From the inception of the idea of a computing machine by Turing in 1937 to the development of the first electronic computers, the Atanasoff-Berry Computer and ENIAC in the forties, electronic computers have been an essential tool of science. (Gray, 1999) The scope of the computer’s role in science advanced further in the 1960’s with the seminal work of Seymour Cray on parallel computation and his development of machines capable of parallel processing. (Bell & Gray, 2002) Following Cray’s work, the concept and realization of supercomputers further expanded the role computers play in scientific development.
The supercomputer provides computational resources much greater than those available in a typical personal or business computer. By leveraging the large scale of the supercomputer, scientists are able to explore very complex questions. Through the last decade of the twentieth century and the first decade of the twenty-first century, high-performance computer development has continued to make new advances in science possible.
In 2009, the future scientific role of high-performance computers continues to advance; in many fields of study, simulation augments or replaces experimentation. (Peck, 2004) While the traditional supercomputer architectures pioneered by Cray continue to be developed, expanded, and made more powerful, there are new architectures being built that depart from the silicon based, electronic machines. As Munkata explains, the new computing paradigms, “include computing schemes based on nanowires, carbon nanotubes, organic molecules, bio-DNA, and quantum physics [and] special forms of computing including optical, micro/nanofluidic, and amoeba-based chaotic.” (Munkata, 2007)
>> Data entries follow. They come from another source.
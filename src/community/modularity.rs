//! Scoring partitions with signed modularity.

use super::partition::renumber;
use super::state::{sum_of_square, SignedWeights};
use super::traits::validate_matrix;
use super::variant::{ModularityVariant, Scaling};
use crate::error::{Error, Result};
use ndarray::{Array1, ArrayView2};

/// Modularity of an aggregated level: every node is one community.
///
/// `d0·(tr(W⁺) − Σ(W⁺·W⁺)/s0) − d1·(tr(W⁻) − Σ(W⁻·W⁻)/s1)`
pub(crate) fn level_modularity(weights: &SignedWeights, scaling: &Scaling) -> f64 {
    let q0 = weights.positive.diag().sum() - sum_of_square(&weights.positive) / scaling.s0;
    let q1 = weights.negative.diag().sum() - sum_of_square(&weights.negative) / scaling.s1;
    scaling.d0 * q0 - scaling.d1 * q1
}

/// Signed modularity of an arbitrary labelling of `w`.
///
/// Labels may be any integers; only equality matters. Totals and scaling
/// constants are taken from `w` itself, with the same zero-total policy as
/// the optimizer. With `gamma = 1` this reproduces the modularity reported by
/// [`SignedLouvain`](super::SignedLouvain) for its own labels.
///
/// ```rust
/// use ndarray::array;
/// use signmod::community::{signed_modularity, ModularityVariant};
///
/// let w = array![[0.0, 1.0], [1.0, 0.0]];
/// let q = signed_modularity(w.view(), &[1, 1], 1.0, ModularityVariant::Standard).unwrap();
/// assert!(q.abs() < 1e-12);
/// ```
pub fn signed_modularity(
    w: ArrayView2<'_, f64>,
    labels: &[usize],
    gamma: f64,
    variant: ModularityVariant,
) -> Result<f64> {
    let n = validate_matrix(w)?;
    if labels.len() != n {
        return Err(Error::DimensionMismatch {
            expected: n,
            found: labels.len(),
        });
    }

    let weights = SignedWeights::split(w);
    let (s0, s1) = weights.totals();
    let scaling = variant.scaling(s0, s1);
    let (groups, k) = renumber(labels);

    let mut inside0 = Array1::<f64>::zeros(k);
    let mut inside1 = Array1::<f64>::zeros(k);
    let mut degree0 = Array1::<f64>::zeros(k);
    let mut degree1 = Array1::<f64>::zeros(k);
    for ((i, j), &x) in w.indexed_iter() {
        let (ci, cj) = (groups[i], groups[j]);
        if x > 0.0 {
            degree0[ci] += x;
            if ci == cj {
                inside0[ci] += x;
            }
        } else if x < 0.0 {
            degree1[ci] -= x;
            if ci == cj {
                inside1[ci] -= x;
            }
        }
    }

    let q0: f64 = inside0.sum() - gamma * degree0.mapv(|d| d * d).sum() / scaling.s0;
    let q1: f64 = inside1.sum() - gamma * degree1.mapv(|d| d * d).sum() / scaling.s1;
    Ok(scaling.d0 * q0 - scaling.d1 * q1)
}
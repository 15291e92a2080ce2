use core::fmt;

/// Result alias for `signmod`.
pub type Result<T> = std::result::Result<T, Error>;

/// Errors returned by the modularity optimizers.
///
/// Every variant is fatal for the call that produced it: the optimizers never
/// return a partial partition.
#[derive(Debug, Clone, PartialEq)]
pub enum Error {
    /// Input matrix was empty.
    EmptyInput,

    /// Length mismatch between a label vector and a matrix.
    DimensionMismatch {
        /// Expected length.
        expected: usize,
        /// Found length.
        found: usize,
    },

    /// Shape mismatch (string description).
    ShapeMismatch {
        /// Expected shape description.
        expected: String,
        /// Actual shape description.
        actual: String,
    },

    /// Invalid parameter value.
    InvalidParameter {
        /// Parameter name.
        name: &'static str,
        /// Error message.
        message: &'static str,
    },

    /// Unrecognized modularity variant name.
    InvalidConfiguration {
        /// The rejected variant name.
        qtype: String,
    },

    /// Matrix is not symmetric at the given entry (only raised when a symmetry
    /// tolerance has been configured).
    Asymmetric {
        /// Row of the first offending entry.
        row: usize,
        /// Column of the first offending entry.
        col: usize,
    },

    /// The local-moving pass loop did not settle.
    LocalMovingDiverged {
        /// Number of passes attempted.
        passes: usize,
    },

    /// The level loop exceeded its cap.
    HierarchyOverflow {
        /// Number of levels attempted.
        levels: usize,
    },
}

impl Error {
    /// True for the two iteration-cap failures. A caller may retry these with
    /// a different seed; every other error is deterministic.
    pub fn is_non_convergence(&self) -> bool {
        matches!(
            self,
            Error::LocalMovingDiverged { .. } | Error::HierarchyOverflow { .. }
        )
    }
}

impl fmt::Display for Error {
    fn fmt(&self, f: &mut fmt::Formatter<'_>) -> fmt::Result {
        match self {
            Error::EmptyInput => write!(f, "empty input provided"),
            Error::DimensionMismatch { expected, found } => {
                write!(f, "dimension mismatch: expected {expected}, found {found}")
            }
            Error::ShapeMismatch { expected, actual } => {
                write!(f, "shape mismatch: expected {expected}, actual {actual}")
            }
            Error::InvalidParameter { name, message } => {
                write!(f, "invalid parameter '{name}': {message}")
            }
            Error::InvalidConfiguration { qtype } => {
                write!(
                    f,
                    "unknown modularity type '{qtype}' (expected one of: standard, \
                     positive-only, simple, gja, negative-only)"
                )
            }
            Error::Asymmetric { row, col } => {
                write!(f, "matrix is not symmetric at ({row}, {col})")
            }
            Error::LocalMovingDiverged { passes } => {
                write!(
                    f,
                    "local moving did not converge after {passes} passes; \
                     this is usually caused by a directed (asymmetric) matrix"
                )
            }
            Error::HierarchyOverflow { levels } => {
                write!(
                    f,
                    "modularity hierarchy exceeded {levels} levels (infinite loop)"
                )
            }
        }
    }
}

#[cfg(feature = "std")]
impl std::error::Error for Error {}
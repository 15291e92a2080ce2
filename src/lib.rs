//! # signmod
//!
//! Community detection for signed, weighted networks: a multi-level Louvain
//! optimizer for signed modularity, returning 1-based community labels and
//! the modularity reached.
//!
//! Each call is self-contained (its own working matrices and its own random
//! generator), so cohorts of matrices can be processed in parallel by the
//! caller without coordination.

pub mod community;
/// Error types used across `signmod`.
pub mod error;

pub use community::{
    optimize, signed_modularity, CommunityDetection, Louvain, ModularityVariant, Partition,
    SignedLouvain,
};
pub use error::{Error, Result};
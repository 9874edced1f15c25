use std::fmt;
use std::sync::atomic::{AtomicU64, Ordering};
use std::time::Instant;

use super::decision::{Action, Decision, Predicate};
use super::error::{ChainError, EvalError};
use super::fact_map::FactMap;
use super::result_holder::ResultHolder;
use super::run_trace::{ChainRun, RunTrace};
use crate::evaluate::{run_chain, Holders};

static NEXT_CHAIN: AtomicU64 = AtomicU64::new(0);

/// Handle to a decision inside a [`ChainBuilder`] and the [`Chain`] compiled from it.
///
/// An id only resolves in the builder that issued it (and its compiled chain);
/// anywhere else it is reported as an unknown decision.
#[derive(Debug, Clone, Copy, PartialEq, Eq, Hash, PartialOrd, Ord)]
pub struct DecisionId {
    pub(crate) chain: u64,
    pub(crate) index: usize,
}

impl DecisionId {
    /// Position of the decision in the chain arena (insertion order).
    #[must_use]
    pub fn index(self) -> usize {
        self.index
    }
}

impl fmt::Display for DecisionId {
    fn fmt(&self, f: &mut fmt::Formatter<'_>) -> fmt::Result {
        write!(f, "#{}", self.index)
    }
}

/// Builder for a [`Chain`] of decisions.
///
/// Decisions live in an arena and are addressed by [`DecisionId`]. Links are
/// wired with [`set_next_rule`](Self::set_next_rule), which rejects any link
/// that would make the chain cyclic.
///
/// # Example
///
/// ```
/// use rulechain::{ChainBuilder, Fact, RuleState};
///
/// let mut builder = ChainBuilder::<&str, bool>::new();
/// let gate = builder.decision("gate", |d| {
///     d.given([Fact::new("hello", "world")])
///         .when(|_| false)
///         .then_flow(|_| RuleState::Next)
/// });
/// let approve = builder.decision("approve", |d| {
///     d.when(|_| true).then(|_, result| {
///         result.set(true);
///         RuleState::Break
///     })
/// });
/// builder.set_next_rule(gate, approve).unwrap();
///
/// let chain = builder.compile().unwrap();
/// let run = chain.run(gate).unwrap();
/// assert_eq!(run.result(approve), Some(&true));
/// ```
pub struct ChainBuilder<T, R> {
    id: u64,
    decisions: Vec<Decision<T, R>>,
    links: Vec<Option<usize>>,
}

impl<T, R> Default for ChainBuilder<T, R> {
    fn default() -> Self {
        Self {
            id: NEXT_CHAIN.fetch_add(1, Ordering::Relaxed),
            decisions: Vec::new(),
            links: Vec::new(),
        }
    }
}

impl<T, R> ChainBuilder<T, R> {
    #[must_use]
    pub fn new() -> Self {
        Self::default()
    }

    /// Define a decision. The closure configures it with `given`, `when` and `then`.
    pub fn decision(
        &mut self,
        name: impl Into<String>,
        f: impl FnOnce(Decision<T, R>) -> Decision<T, R>,
    ) -> DecisionId {
        self.add(f(Decision::new(name)))
    }

    /// Add an already configured decision.
    pub fn add(&mut self, decision: Decision<T, R>) -> DecisionId {
        self.decisions.push(decision);
        self.links.push(None);
        DecisionId {
            chain: self.id,
            index: self.decisions.len() - 1,
        }
    }

    /// Make `to` run after `from`.
    ///
    /// # Errors
    ///
    /// Returns [`ChainError`] if either id is unknown, `from == to`, `from`
    /// already has a next rule, or the link would close a cycle.
    pub fn set_next_rule(
        &mut self,
        from: DecisionId,
        to: DecisionId,
    ) -> Result<&mut Self, ChainError> {
        crate::compile::check_link(&self.decisions, &self.links, self.id, from, to)?;
        self.links[from.index] = Some(to.index);
        Ok(self)
    }

    #[must_use]
    pub fn len(&self) -> usize {
        self.decisions.len()
    }

    #[must_use]
    pub fn is_empty(&self) -> bool {
        self.decisions.is_empty()
    }

    /// Validate the decisions and freeze them into a [`Chain`].
    ///
    /// # Errors
    ///
    /// Returns [`ChainError`] if a decision is missing its predicate or action,
    /// or two decisions share a name.
    pub fn compile(self) -> Result<Chain<T, R>, ChainError> {
        crate::compile::compile(self.id, self.decisions, self.links)
    }
}

impl<T, R> fmt::Debug for ChainBuilder<T, R> {
    fn fmt(&self, f: &mut fmt::Formatter<'_>) -> fmt::Result {
        f.debug_struct("ChainBuilder")
            .field("id", &self.id)
            .field("decisions", &self.decisions)
            .field("links", &self.links)
            .finish()
    }
}

pub(crate) struct CompiledDecision<T, R> {
    pub(crate) name: String,
    pub(crate) facts: FactMap<T>,
    pub(crate) predicate: Predicate<T>,
    pub(crate) action: Action<T, R>,
    pub(crate) next: Option<usize>,
}

/// A compiled, immutable chain of decisions.
///
/// Every run starts with fresh result holders, so a `Chain` can be run any
/// number of times and shared across threads behind an `Arc`.
pub struct Chain<T, R> {
    pub(crate) id: u64,
    pub(crate) decisions: Vec<CompiledDecision<T, R>>,
}

impl<T, R> Chain<T, R> {
    fn decision_id(&self, index: usize) -> DecisionId {
        DecisionId {
            chain: self.id,
            index,
        }
    }

    /// Arena slot of `id`, if it was issued for this chain.
    fn slot(&self, id: DecisionId) -> Option<usize> {
        (id.chain == self.id && id.index < self.decisions.len()).then_some(id.index)
    }

    #[must_use]
    pub fn len(&self) -> usize {
        self.decisions.len()
    }

    #[must_use]
    pub fn is_empty(&self) -> bool {
        self.decisions.is_empty()
    }

    #[must_use]
    pub fn name(&self, id: DecisionId) -> Option<&str> {
        self.slot(id).map(|idx| self.decisions[idx].name.as_str())
    }

    /// Look up a decision by name.
    #[must_use]
    pub fn id_of(&self, name: &str) -> Option<DecisionId> {
        self.decisions
            .iter()
            .position(|d| d.name == name)
            .map(|idx| self.decision_id(idx))
    }

    #[must_use]
    pub fn next_of(&self, id: DecisionId) -> Option<DecisionId> {
        let idx = self.slot(id)?;
        self.decisions[idx].next.map(|next| self.decision_id(next))
    }

    /// Decision names reachable from `head`, in the order a run would visit them
    /// if no decision returned `Break`.
    #[must_use]
    pub fn path_from(&self, head: DecisionId) -> Vec<&str> {
        let mut path = Vec::new();
        let mut cursor = self.slot(head);
        while let Some(idx) = cursor {
            let decision = &self.decisions[idx];
            path.push(decision.name.as_str());
            cursor = decision.next;
        }
        path
    }

    /// Decisions that no other decision links to.
    #[must_use]
    pub fn heads(&self) -> Vec<DecisionId> {
        let mut linked = vec![false; self.decisions.len()];
        for next in self.decisions.iter().filter_map(|d| d.next) {
            linked[next] = true;
        }
        (0..self.decisions.len())
            .filter(|&idx| !linked[idx])
            .map(|idx| self.decision_id(idx))
            .collect()
    }
}

impl<T: Clone, R> Chain<T, R> {
    /// Run the chain from `head`. Each decision sees the facts it was given.
    ///
    /// # Errors
    ///
    /// Returns [`EvalError`] if `head` is not part of this chain or a predicate
    /// or action fails. No partial result is returned.
    pub fn run(&self, head: DecisionId) -> Result<ChainRun<R>, EvalError> {
        self.run_per_decision(head, None, None)
    }

    /// Run the chain from `head` with extra facts visible to every decision.
    /// The supplied facts win over a decision's own facts of the same name.
    ///
    /// # Errors
    ///
    /// See [`run`](Self::run).
    pub fn run_with(&self, head: DecisionId, facts: &FactMap<T>) -> Result<ChainRun<R>, EvalError> {
        self.run_per_decision(head, Some(facts), None)
    }

    /// Like [`run_with`](Self::run_with), but gives up with
    /// [`EvalError::DeadlineExceeded`] once `deadline` has passed.
    ///
    /// The deadline is checked before each decision; a predicate or action
    /// that is already running is not interrupted.
    ///
    /// # Errors
    ///
    /// See [`run`](Self::run).
    pub fn run_with_deadline(
        &self,
        head: DecisionId,
        facts: &FactMap<T>,
        deadline: Instant,
    ) -> Result<ChainRun<R>, EvalError> {
        self.run_per_decision(head, Some(facts), Some(deadline))
    }

    fn run_per_decision(
        &self,
        head: DecisionId,
        facts: Option<&FactMap<T>>,
        deadline: Option<Instant>,
    ) -> Result<ChainRun<R>, EvalError> {
        let head = self.resolve_head(head)?;
        let mut holders: Vec<ResultHolder<R>> =
            (0..self.decisions.len()).map(|_| ResultHolder::new()).collect();
        let trace = run_chain(
            &self.decisions,
            head,
            facts,
            Holders::PerDecision(&mut holders),
            deadline,
        )?;
        Ok(ChainRun::new(self.id, holders, trace))
    }

    fn resolve_head(&self, head: DecisionId) -> Result<usize, EvalError> {
        self.slot(head)
            .ok_or(EvalError::UnknownDecision { index: head.index })
    }

    /// Run with a single result holder shared by every decision.
    pub(crate) fn run_shared(
        &self,
        head: DecisionId,
        facts: &FactMap<T>,
        holder: &mut ResultHolder<R>,
        deadline: Option<Instant>,
    ) -> Result<RunTrace, EvalError> {
        run_chain(
            &self.decisions,
            self.resolve_head(head)?,
            Some(facts),
            Holders::Shared(holder),
            deadline,
        )
    }
}

impl<T, R> fmt::Debug for Chain<T, R> {
    fn fmt(&self, f: &mut fmt::Formatter<'_>) -> fmt::Result {
        f.debug_list()
            .entries(
                self.decisions
                    .iter()
                    .map(|d| (&d.name, d.next.and_then(|n| self.decisions.get(n)).map(|n| &n.name))),
            )
            .finish()
    }
}

impl<T, R> fmt::Display for Chain<T, R> {
    fn fmt(&self, f: &mut fmt::Formatter<'_>) -> fmt::Result {
        write!(
            f,
            "Chain({} decisions, {} links)",
            self.decisions.len(),
            self.decisions.iter().filter(|d| d.next.is_some()).count(),
        )
    }
}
Traditional Supercomputer Architectures
The Princeton WordNet lexicography database defines the word “supercomputer” as “a mainframe computer that is one of the most powerful available at a given time.” (“WordNet 3.0,” 2006) By this definition, the first electronic computers could be classified as supercomputers. Devices like the electronic numerical integrator and computer (ENIAC) and the Atanasoff-Berry Computer (ABC) were, for their time, singular in their capabilities and performance. However, general credit for the first supercomputer is given to Seymour Cray. (Dongarra, Meuer, Simon, & Strohmeier, 2000)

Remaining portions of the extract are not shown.